Welcome to OGeek Q&A Community for programmer and developer-Open, Learning and Share
Welcome To Ask or Share your Answers For Others

Categories

0 votes
302 views
in Technique[技术] by (71.8m points)

hadoop - Hive中的序列号UDF(Sequence Number UDF in Hive)

i have tried this UDF in hive : UDFRowSequence .

(我已经在蜂巢中尝试了这个UDF: UDFRowSequence 。)
But its not generating unique value ie it is repeating the sequence depending on mappers.

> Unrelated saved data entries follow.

//! Password file commands.
//!
//! Implements list, show, pass/user/url, delete, generate, insert, edit and
//! the `modify` family.

use tracing::info;

use crate::cli::session::Session;
use crate::cli::{output, prompt, views};
use crate::core::domain::{SecretRecord, StoreEntry};
use crate::core::password;
use crate::core::select;
use crate::core::store::{Change, Store};
use crate::error::{Result, SelectionError, ValidationError};

/// Resolve `filter` to a single password file.
fn pick(session: &Session, store: &Store, filter: &str) -> Result<StoreEntry> {
    let entries = store.list(filter)?;
    select::resolve_one(
        "password",
        filter,
        entries,
        |e| e.display_name(),
        session.selector(),
    )
}

fn rows(entries: &[StoreEntry]) -> Vec<Vec<String>> {
    entries
        .iter()
        .map(|e| vec![e.root_label().to_string(), e.label().to_string()])
        .collect()
}

/// List password files matching `filter`.
pub fn list(session: &Session, filter: &str) -> Result<()> {
    let store = session.open()?;
    let entries = store.list(filter)?;
    session.data(views::entries(&entries), || {
        output::table(&["Folder", "File"], &rows(&entries))
    })
}

/// Show every field of one password file.
pub fn show(session: &Session, filter: &str) -> Result<()> {
    let store = session.open()?;
    let entry = pick(session, &store, filter)?;
    let record = store.read(&entry)?;

    session.data(views::RecordView::from(&record), || {
        output::header(&entry.display_name());
        output::rule();
        output::kv("password", record.secret());
        output::kv("username", record.username());
        output::kv("url", record.url());
        if !record.comment().is_empty() {
            println!();
            for line in record.comment().lines() {
                println!("  {}", line);
            }
        }
    })
}

/// Which single field `field` prints.
#[derive(Debug, Clone, Copy, PartialEq, Eq)]
pub enum Field {
    Password,
    Username,
    Url,
}

/// Print a single field of one password file, undecorated.
pub fn field(session: &Session, filter: &str, field: Field) -> Result<()> {
    let store = session.open()?;
    let entry = pick(session, &store, filter)?;
    let record = store.read(&entry)?;

    let (name, value) = match field {
        Field::Password => ("password", record.secret()),
        Field::Username => ("username", record.username()),
        Field::Url => ("url", record.url()),
    };
    if value.is_empty() {
        return Err(ValidationError::EmptyField(name.to_string()).into());
    }

    // Plain output for scripting - no decoration
    session.data(value, || println!("{}", value))
}

/// Delete one password file after confirmation.
pub fn delete(session: &Session, filter: &str) -> Result<()> {
    let store = session.open()?;
    let entry = pick(session, &store, filter)?;
    session.confirm(
        &format!("Delete password file {}?", output::path(&entry.display_name())),
        "delete",
    )?;

    info!("Deleting password file: {}", entry.display_name());
    store.delete(&entry)?;
    session.done(&format!("Password file <{}> has been deleted", entry.label()))
}

/// Values for a new password file, as given on the command line.
#[derive(Debug, Default)]
pub struct NewEntry<'a> {
    pub folder: &'a str,
    pub name: &'a str,
    pub user: &'a str,
    pub url: &'a str,
}

/// Where the password of a new file comes from.
#[derive(Debug, Clone, Copy)]
enum Source<'a> {
    Generated,
    Given(&'a str),
}

fn create(session: &Session, args: &NewEntry<'_>, source: Source<'_>) -> Result<()> {
    let store = session.open()?;
    let folders = store.folders()?;
    let folder = select::resolve_folder(&folders, args.folder, session.selector())?;

    let name = session.value(args.name, "Password name", None)?;
    let secret = match source {
        Source::Generated => password::generate(),
        Source::Given(given) => session.password(given)?,
    };
    let user = session.value(args.user, "User name", None)?;
    let url = session.value(args.url, "Site url", None)?;

    info!("Creating password file: {}/{}", folder.name(), name);
    let record = SecretRecord::new(name.as_str(), secret.as_str(), user, url, "");
    store.create(folder.name(), &name, &record)?;
    session.done("Password file created")
}

/// Create a password file with a generated password.
pub fn generate(session: &Session, args: &NewEntry<'_>) -> Result<()> {
    create(session, args, Source::Generated)
}

/// Create a password file with a given or prompted password.
pub fn insert(session: &Session, args: &NewEntry<'_>, password: &str) -> Result<()> {
    create(session, args, Source::Given(password))
}

/// Edit the whole decrypted body of one password file.
pub fn edit(session: &Session, filter: &str) -> Result<()> {
    if session.json {
        return Err(ValidationError::Interactive("edit".to_string()).into());
    }
    let store = session.open()?;
    let entry = pick(session, &store, filter)?;
    let body = store.read_raw(&entry)?;

    let Some(edited) = prompt::edit(&body)? else {
        return Err(SelectionError::Cancelled("edit".to_string()).into());
    };
    store.replace_raw(&entry, &edited)?;
    session.done(Change::Raw.message())
}

/// Single-field modification requested by `modify`.
#[derive(Debug, Clone, Copy, PartialEq, Eq)]
pub enum Modify<'a> {
    Username(&'a str),
    Url(&'a str),
    Comment(&'a str),
    GeneratePassword,
    InsertPassword(&'a str),
}

/// Modify one field of a password file, keeping the others.
pub fn modify(session: &Session, filter: &str, change: Modify<'_>) -> Result<()> {
    let store = session.open()?;
    let entry = pick(session, &store, filter)?;
    let record = store.read(&entry)?;

    let (updated, kind) = match change {
        Modify::Username(new) => {
            let new = session.value(new, "New username", Some(record.username()))?;
            (record.with_username(new), Change::Username)
        }
        Modify::Url(new) => {
            let new = session.value(new, "New url", Some(record.url()))?;
            (record.with_url(new), Change::Url)
        }
        Modify::Comment(new) => {
            let new = session.multiline(new, record.comment())?;
            (record.with_comment(new), Change::Comment)
        }
        Modify::GeneratePassword => {
            let new = password::generate();
            (record.with_secret(new.as_str()), Change::PasswordGenerated)
        }
        Modify::InsertPassword(new) => {
            let new = session.password(new)?;
            (record.with_secret(new.as_str()), Change::PasswordSaved)
        }
    };

    info!("Modifying {}: {}", entry.display_name(), kind.message());
    store.modify(&entry, &updated, kind)?;
    session.done(kind.message())
}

(但是它没有产生唯一的值,即它根据映射器重复序列。)
Suppose i have one file (Having 4 records) availble at HDFS .it will create one mapper for this job and result will be like

(假设我在HDFS上有一个文件(具有4个记录),它将为此工作创建一个映射器,结果将是)
1

(1个)
2

(2)
3

(3)
4

(4)
but when there are multiple file (large size) at HDFS Location , Multiple mapper will get created for that job and for each mapper repetitive sequence number will get generated like below

(但是,当HDFS位置有多个文件(大文件)时,将为该作业创建多个映射器,并且将为每个映射器生成重复序列号,如下所示)
1

(1个)
2

(2)
3

(3)
4

(4)
1

(1个)
2

(2)
3

(3)
4

(4)
1

(1个)
2

(2)
.

(。)

Is there any solution for this so that unique number should be generated for each record

(有什么解决办法,以便为每个记录生成唯一的编号)

  ask by Elvish_Blade translate from so

与恶龙缠斗过久,自身亦成为恶龙;凝视深渊过久,深渊将回以凝视…
Welcome To Ask or Share your Answers For Others

1 Reply

0 votes
by (71.8m points)

I think you are looking for ROW_NUMBER() .

(我认为您正在寻找ROW_NUMBER() 。)

You can read about it and other "windowing" functions here .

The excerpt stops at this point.